Wildflowers help improve resident’s wellbeing and bring back wildlife during the pandemic.

Date: 06-10-2021
Wildflowers at Moreton House, Wolstanton

New wildflower areas have been unveiled to residents at two Staffs Housing schemes to help boost the local wildlife and improve resident wellbeing.

Staffordshire Wildlife Trust has completed works to create wildflower areas at Bishop Court and Moreton House that began in November 2020.

The new spaces were revealed to residents earlier this year and are already having a big impact as Neil, Bishop Court resident explains: “It’s lovely to have this wildlife area at the scheme.”

“We all enjoy the communal garden here and since the wildflowers have been planted it’s so nice to see the bees buzzing around, hearing the birds tweeting and seeing the squirrels come out to play.”

“The outdoor space is vital to our community, especially throughout the COVID-19 pandemic. If you’ve had a tough day, it’s just so relaxing, you can just come out and chill. It’s a place where we’ve all been able to socialize safely and whenever we see a new face, we always invite them to join so they’re not isolated or on their own.”

Wildflowers at Bishop Court, Abbey Hulton

Joanne*, Bishop Court resident describes how the wildflowers have really helped with her mental wellbeing during the pandemic: “I’ve found it tough throughout the pandemic and it was really hard when we were told to isolate.”

“I live on the second floor and I can see the wildflowers from my window. Whenever I was struggling or feeling lonely and I caught a glimpse of the flowers, or I heard the birds tweeting, I’d appreciate the beauty of nature and then things didn’t seem so bad.”

“Outside spaces are vital to people’s mental wellbeing, so this was a lovely addition to the scheme, and it was so interesting to watch the flowers grow and progress each week.”

Part of the Homes in Bloom project funded by the National Lottery’s Community Fund the wildflower areas will now help local wildlife to flourish and improve surrounding green spaces.

Shaun Rimmer, Senior Community Engagement Officer at Staffordshire Wildlife

“We’ve lost 95% of the habitat that would normally grow in wildflowers thanks to farming”, says Shaun Rimmer, Senior Community Engagement Officer at Staffordshire Wildlife.  

“Conservation projects like this are vital to making sure we reclaim the habitats and species lost. They help to encourage invertebrates and bees back. Increasing pollination that will then have a knock-on effect on other wildlife and green areas locally.”

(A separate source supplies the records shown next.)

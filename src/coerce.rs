// Numeric coercion of raw cell text

/// Result of coercing a column: one entry per input value, `None` where the
/// value is not a number.
#[derive(Debug, Clone, PartialEq, Default)]
pub struct Coerced {
    pub values: Vec<Option<f64>>,
    pub dropped: usize,
}

impl Coerced {
    pub fn valid(&self) -> impl Iterator<Item = f64> + '_ {
        self.values.iter().flatten().copied()
    }
}

/// Parse a single raw value, ignoring surrounding whitespace and `,`
/// thousands separators. Empty and non-finite values are not numbers.
pub fn parse_number(raw: &str) -> Option<f64> {
    let trimmed = raw.trim();
    if trimmed.is_empty() {
        return None;
    }
    let cleaned: String = trimmed.chars().filter(|&c| c != ',').collect();
    cleaned
        .trim()
        .parse::<f64>()
        .ok()
        .filter(|v| v.is_finite())
}

/// Coerce a sequence of raw values, counting the ones that had to be dropped.
pub fn coerce_numeric<'a, I>(raw: I) -> Coerced
where
    I: IntoIterator<Item = &'a str>,
{
    let mut coerced = Coerced::default();
    for value in raw {
        let parsed = parse_number(value);
        if parsed.is_none() {
            coerced.dropped += 1;
        }
        coerced.values.push(parsed);
    }
    coerced
}

/// Coerce several columns of the same rows and add them up per row. A row is
/// dropped when any of its components is not a number.
pub fn coerce_row_sums(columns: &[Vec<&str>]) -> Coerced {
    let Some(first) = columns.first() else {
        return Coerced::default();
    };

    let mut coerced = Coerced::default();
    for row in 0..first.len() {
        let total = columns
            .iter()
            .map(|col| col.get(row).and_then(|raw| parse_number(raw)))
            .sum::<Option<f64>>();
        if total.is_none() {
            coerced.dropped += 1;
        }
        coerced.values.push(total);
    }
    coerced
}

“It’s great for the next generation too, any children or grandchildren can learn and see firsthand the impact insects and bees have on wildlife and green areas. We even took residents onto a trip to Rodwood Nature Reserve to show them the importance of wildlife within nature which they’ll now be able to witness in their own schemes.”

Customer's photos from the Rodwood Nature Reserve Trip

The corncockle, yellow rattle and daisies planted will grow back each year under the right conditions for residents and the wildlife to enjoy for years to come.